GIVEN RECORDS Start Marker
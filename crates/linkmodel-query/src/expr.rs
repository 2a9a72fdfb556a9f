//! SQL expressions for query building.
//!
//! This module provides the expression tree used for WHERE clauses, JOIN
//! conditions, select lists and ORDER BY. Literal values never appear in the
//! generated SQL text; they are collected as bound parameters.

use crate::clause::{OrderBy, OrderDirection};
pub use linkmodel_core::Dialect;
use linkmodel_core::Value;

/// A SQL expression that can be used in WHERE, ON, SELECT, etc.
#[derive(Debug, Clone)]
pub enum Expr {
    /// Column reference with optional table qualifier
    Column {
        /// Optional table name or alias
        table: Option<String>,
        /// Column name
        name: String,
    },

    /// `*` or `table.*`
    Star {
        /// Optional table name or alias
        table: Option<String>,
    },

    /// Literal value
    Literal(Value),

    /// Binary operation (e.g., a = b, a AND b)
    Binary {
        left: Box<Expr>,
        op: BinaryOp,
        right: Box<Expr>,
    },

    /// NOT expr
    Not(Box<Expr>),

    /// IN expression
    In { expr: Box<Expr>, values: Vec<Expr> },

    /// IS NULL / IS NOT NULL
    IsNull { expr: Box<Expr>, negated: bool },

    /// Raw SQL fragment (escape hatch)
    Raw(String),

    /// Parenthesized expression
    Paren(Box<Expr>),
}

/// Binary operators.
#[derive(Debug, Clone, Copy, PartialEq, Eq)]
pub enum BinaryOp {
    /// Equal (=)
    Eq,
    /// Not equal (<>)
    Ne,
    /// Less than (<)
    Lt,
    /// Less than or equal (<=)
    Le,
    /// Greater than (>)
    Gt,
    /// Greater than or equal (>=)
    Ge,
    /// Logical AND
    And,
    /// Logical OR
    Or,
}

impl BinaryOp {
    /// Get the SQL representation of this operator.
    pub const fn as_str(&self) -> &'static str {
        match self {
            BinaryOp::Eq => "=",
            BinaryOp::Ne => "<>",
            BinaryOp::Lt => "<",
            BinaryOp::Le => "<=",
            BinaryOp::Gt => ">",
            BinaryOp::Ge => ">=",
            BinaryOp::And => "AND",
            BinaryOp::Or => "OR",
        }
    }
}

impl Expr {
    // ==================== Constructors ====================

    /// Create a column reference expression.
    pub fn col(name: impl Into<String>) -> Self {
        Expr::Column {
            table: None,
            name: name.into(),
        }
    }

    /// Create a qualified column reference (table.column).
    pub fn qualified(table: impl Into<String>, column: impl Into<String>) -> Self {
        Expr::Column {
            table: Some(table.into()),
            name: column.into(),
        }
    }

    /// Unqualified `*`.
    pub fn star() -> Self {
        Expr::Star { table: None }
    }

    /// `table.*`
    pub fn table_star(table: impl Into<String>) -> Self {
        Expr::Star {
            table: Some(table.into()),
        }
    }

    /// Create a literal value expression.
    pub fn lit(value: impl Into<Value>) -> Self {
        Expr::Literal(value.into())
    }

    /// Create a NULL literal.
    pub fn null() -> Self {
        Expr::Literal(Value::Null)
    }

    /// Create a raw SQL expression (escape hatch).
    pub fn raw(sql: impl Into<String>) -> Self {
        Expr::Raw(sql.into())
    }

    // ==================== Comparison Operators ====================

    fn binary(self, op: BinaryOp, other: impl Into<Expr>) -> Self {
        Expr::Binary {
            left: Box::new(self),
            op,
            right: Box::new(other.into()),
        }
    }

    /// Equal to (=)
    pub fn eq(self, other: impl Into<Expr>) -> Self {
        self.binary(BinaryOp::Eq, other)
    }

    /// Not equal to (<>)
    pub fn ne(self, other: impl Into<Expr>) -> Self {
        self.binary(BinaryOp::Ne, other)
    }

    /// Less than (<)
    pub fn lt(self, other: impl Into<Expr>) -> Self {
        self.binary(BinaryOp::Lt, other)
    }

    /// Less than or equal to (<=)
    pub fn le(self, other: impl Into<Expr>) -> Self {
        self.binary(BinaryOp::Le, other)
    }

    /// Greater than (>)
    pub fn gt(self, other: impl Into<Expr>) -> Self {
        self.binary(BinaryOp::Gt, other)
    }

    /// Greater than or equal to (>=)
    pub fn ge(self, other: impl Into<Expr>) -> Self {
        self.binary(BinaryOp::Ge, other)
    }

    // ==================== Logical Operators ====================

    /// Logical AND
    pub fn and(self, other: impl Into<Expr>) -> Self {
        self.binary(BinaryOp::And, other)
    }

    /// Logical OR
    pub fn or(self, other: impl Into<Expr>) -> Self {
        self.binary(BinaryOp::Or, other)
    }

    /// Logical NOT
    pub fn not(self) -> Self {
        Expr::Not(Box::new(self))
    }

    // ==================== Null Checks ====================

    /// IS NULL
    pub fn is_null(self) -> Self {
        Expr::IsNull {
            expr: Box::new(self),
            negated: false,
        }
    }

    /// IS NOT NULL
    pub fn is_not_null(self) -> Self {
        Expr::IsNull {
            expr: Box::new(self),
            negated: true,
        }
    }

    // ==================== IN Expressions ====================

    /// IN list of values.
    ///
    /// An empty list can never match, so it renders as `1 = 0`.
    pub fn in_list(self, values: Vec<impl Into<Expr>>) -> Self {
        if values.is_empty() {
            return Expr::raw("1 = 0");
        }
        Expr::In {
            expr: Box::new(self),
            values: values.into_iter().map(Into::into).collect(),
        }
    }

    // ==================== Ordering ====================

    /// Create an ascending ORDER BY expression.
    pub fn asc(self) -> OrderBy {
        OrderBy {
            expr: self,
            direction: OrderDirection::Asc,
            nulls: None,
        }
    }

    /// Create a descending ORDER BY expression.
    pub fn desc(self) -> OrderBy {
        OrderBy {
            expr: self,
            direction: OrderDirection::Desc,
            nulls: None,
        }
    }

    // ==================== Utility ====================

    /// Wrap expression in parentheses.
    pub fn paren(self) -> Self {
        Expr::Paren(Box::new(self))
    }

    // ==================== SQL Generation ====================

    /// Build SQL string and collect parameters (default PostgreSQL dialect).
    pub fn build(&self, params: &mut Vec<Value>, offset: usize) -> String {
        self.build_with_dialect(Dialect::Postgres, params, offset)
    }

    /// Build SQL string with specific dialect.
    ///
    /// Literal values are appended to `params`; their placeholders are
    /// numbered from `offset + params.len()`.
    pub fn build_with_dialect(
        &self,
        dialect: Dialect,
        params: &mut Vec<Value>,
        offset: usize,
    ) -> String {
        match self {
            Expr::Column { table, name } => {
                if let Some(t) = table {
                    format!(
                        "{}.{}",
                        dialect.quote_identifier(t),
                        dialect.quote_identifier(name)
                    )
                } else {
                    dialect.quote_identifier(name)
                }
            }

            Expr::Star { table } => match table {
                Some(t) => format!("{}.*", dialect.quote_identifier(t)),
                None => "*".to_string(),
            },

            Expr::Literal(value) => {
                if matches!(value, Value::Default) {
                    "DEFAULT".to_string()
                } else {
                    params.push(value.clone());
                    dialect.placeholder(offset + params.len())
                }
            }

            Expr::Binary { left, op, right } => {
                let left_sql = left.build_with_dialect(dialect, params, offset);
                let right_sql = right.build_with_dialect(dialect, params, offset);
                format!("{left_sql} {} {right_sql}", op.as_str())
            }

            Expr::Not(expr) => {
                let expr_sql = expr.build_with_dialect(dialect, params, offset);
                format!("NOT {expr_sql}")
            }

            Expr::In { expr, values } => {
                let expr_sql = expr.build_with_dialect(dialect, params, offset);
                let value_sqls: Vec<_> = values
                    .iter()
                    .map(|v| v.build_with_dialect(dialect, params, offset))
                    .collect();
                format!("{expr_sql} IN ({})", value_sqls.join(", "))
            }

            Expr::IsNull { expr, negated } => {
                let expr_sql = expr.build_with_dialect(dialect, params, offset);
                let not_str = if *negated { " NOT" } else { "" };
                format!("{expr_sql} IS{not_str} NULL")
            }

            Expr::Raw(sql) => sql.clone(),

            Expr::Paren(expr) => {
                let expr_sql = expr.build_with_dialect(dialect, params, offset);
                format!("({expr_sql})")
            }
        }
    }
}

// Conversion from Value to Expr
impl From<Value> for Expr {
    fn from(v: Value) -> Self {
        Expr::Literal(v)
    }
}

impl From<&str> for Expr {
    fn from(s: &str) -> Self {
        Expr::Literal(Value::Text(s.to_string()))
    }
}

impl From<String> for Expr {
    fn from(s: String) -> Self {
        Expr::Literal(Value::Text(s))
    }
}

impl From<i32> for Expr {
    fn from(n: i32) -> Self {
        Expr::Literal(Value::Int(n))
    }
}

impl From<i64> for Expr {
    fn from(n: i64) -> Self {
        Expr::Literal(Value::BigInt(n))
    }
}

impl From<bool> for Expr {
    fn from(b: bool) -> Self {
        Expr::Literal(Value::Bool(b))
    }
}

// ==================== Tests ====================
GIVEN RECORDS End Marker
**WORK REQUIRED**
Look through the data above and return each line where the string "hatch" occurs.

**RESPONSE TO THIS EXERCISE**
    /// Raw SQL fragment (escape hatch)
    /// Create a raw SQL expression (escape hatch).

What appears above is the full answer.